South India (Vaishnava tradition)
Begins Dhanurmasa, a month of pre-dawn temple worship and daily recitation of the Tiruppavai, with simple early-morning offerings — a devotional month rather than a festive one.
North & East India
Marked mainly as the start of Kharmas (Dhanurmas), the month when weddings and other major ceremonies are traditionally paused until Makar Sankranti.
How this date is determined

Observed on the sankranti, the day the Sun crosses into a new zodiac sign.

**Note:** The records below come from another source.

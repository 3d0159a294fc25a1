//! Database collaborator interface and an in-memory implementation.

use crate::error::{SearchError, SearchResult};
use crate::profile::Profile;
use std::fmt;

/// Identity of a subject across iterations: database index plus entry name.
#[derive(Clone, Debug, PartialEq, Eq, Hash, PartialOrd, Ord)]
pub struct SubjectId {
    pub db: usize,
    pub name: String,
}

impl fmt::Display for SubjectId {
    fn fmt(&self, f: &mut fmt::Formatter<'_>) -> fmt::Result {
        write!(f, "{}:{}", self.db, self.name)
    }
}

/// Handle to a subject profile inside a database; resolved lazily.
#[derive(Clone, Debug, PartialEq, Eq, Hash)]
pub struct HhEntry {
    pub db: usize,
    pub index: usize,
    pub name: String,
    /// Number of match columns of the stored profile.
    pub length: usize,
}

impl HhEntry {
    pub fn id(&self) -> SubjectId {
        SubjectId {
            db: self.db,
            name: self.name.clone(),
        }
    }
}

/// Stream of entry handles; `None` marks the end of the stream.
pub trait EntryStream: Send {
    fn next_entry(&mut self) -> Option<HhEntry>;
}

impl<I> EntryStream for I
where
    I: Iterator<Item = HhEntry> + Send,
{
    fn next_entry(&mut self) -> Option<HhEntry> {
        self.next()
    }
}

pub trait DatabaseProvider: Send + Sync {
    fn name(&self) -> &str;

    /// Number of entries, used as the search-space size for E-values.
    fn size(&self) -> usize;

    /// Start a fresh entry stream. `db` is the index the caller assigned to
    /// this database and must be stamped on every handle.
    fn open(&self, db: usize) -> SearchResult<Box<dyn EntryStream + '_>>;

    /// Load the profile behind a handle; `NotFound` for stale handles.
    fn resolve(&self, entry: &HhEntry) -> SearchResult<Profile>;
}

#[derive(Clone, Debug, Default)]
pub struct InMemoryDatabase {
    name: String,
    profiles: Vec<Profile>,
}

impl InMemoryDatabase {
    pub fn new(name: impl Into<String>, profiles: Vec<Profile>) -> Self {
        Self {
            name: name.into(),
            profiles,
        }
    }

    pub fn push(&mut self, profile: Profile) {
        self.profiles.push(profile);
    }

    pub fn profiles(&self) -> &[Profile] {
        &self.profiles
    }
}

impl DatabaseProvider for InMemoryDatabase {
    fn name(&self) -> &str {
        &self.name
    }

    fn size(&self) -> usize {
        self.profiles.len()
    }

    fn open(&self, db: usize) -> SearchResult<Box<dyn EntryStream + '_>> {
        Ok(Box::new(self.profiles.iter().enumerate().map(
            move |(index, p)| HhEntry {
                db,
                index,
                name: p.name().to_string(),
                length: p.len(),
            },
        )))
    }

    fn resolve(&self, entry: &HhEntry) -> SearchResult<Profile> {
        match self.profiles.get(entry.index) {
            Some(p) if p.name() == entry.name => Ok(p.clone()),
            _ => Err(SearchError::NotFound {
                db: entry.db,
                entry: entry.index,
            }),
        }
    }
}

#[cfg(test)]
mod tests {
    use super::*;

    fn db() -> InMemoryDatabase {
        InMemoryDatabase::new(
            "mem",
            vec![
                Profile::from_sequence("a", b"ACDE").unwrap(),
                Profile::from_sequence("b", b"KLMNPQ").unwrap(),
            ],
        )
    }

    #[test]
    fn stream_stamps_database_index() {
        let db = db();
        let mut stream = db.open(3).unwrap();
        let first = stream.next_entry().unwrap();
        assert_eq!(first.db, 3);
        assert_eq!(first.length, 4);
        let second = stream.next_entry().unwrap();
        assert_eq!(second.name, "b");
        assert!(stream.next_entry().is_none());
    }

    #[test]
    fn resolve_and_stale_handles() {
        let db = db();
        let entry = db.open(0).unwrap().next_entry().unwrap();
        assert_eq!(db.resolve(&entry).unwrap().name(), "a");
        let stale = HhEntry {
            name: "gone".into(),
            ..entry
        };
        assert!(matches!(
            db.resolve(&stale),
            Err(SearchError::NotFound { db: 0, entry: 0 })
        ));
    }

    #[test]
    fn subject_ids_order_by_database_then_name() {
        let a = SubjectId { db: 0, name: "z".into() };
        let b = SubjectId { db: 1, name: "a".into() };
        assert!(a < b);
        assert_eq!(a.to_string(), "0:z");
    }
}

Dates are computed to astronomical precision (NASA/JPL ephemeris), in line with traditional panchang.

Frequently asked

What date is Dhanu Sankranti in 2026?
Dhanu Sankranti 2026 is on Wednesday, 16 December 2026 in India.
Why does Dhanu Sankranti fall around the same time every year?
Because it is a solar event, not a lunar one. It is fixed to the moment the Sun enters Sagittarius (Dhanu), which lands near the same calendar day each year — usually mid-December — and shifts forward only very slowly over centuries due to the precession of the equinoxes. Moon-based festivals, by contrast, can swing across several weeks.
Why are weddings avoided after Dhanu Sankranti?
Dhanu Sankranti begins the solar month of Dhanurmas, commonly called Kharmas. Tradition treats this as a transitional, low-key month and holds back major auspicious ceremonies — weddings, housewarmings, sacred-thread rites — until the Sun turns northward at Makar Sankranti. It is a calendar convention about timing, not a sign of misfortune.
What is the punya-kala on Dhanu Sankranti?
The punya-kala is the meritorious window around the Sun's ingress into Sagittarius, considered the best time on the day for a holy bath (snan) and for giving (daan). The exact window shifts slightly each year with the ingress moment.
Is Dhanu Sankranti a big festival?
No — it is a minor, quietly observed day for most of India, more a seasonal and calendrical marker than a celebration. Its main weight is that it opens the Dhanurmas month of paused ceremonies and devotional worship. It has stronger local observance in Odisha and in the Vaishnava temple tradition of the south.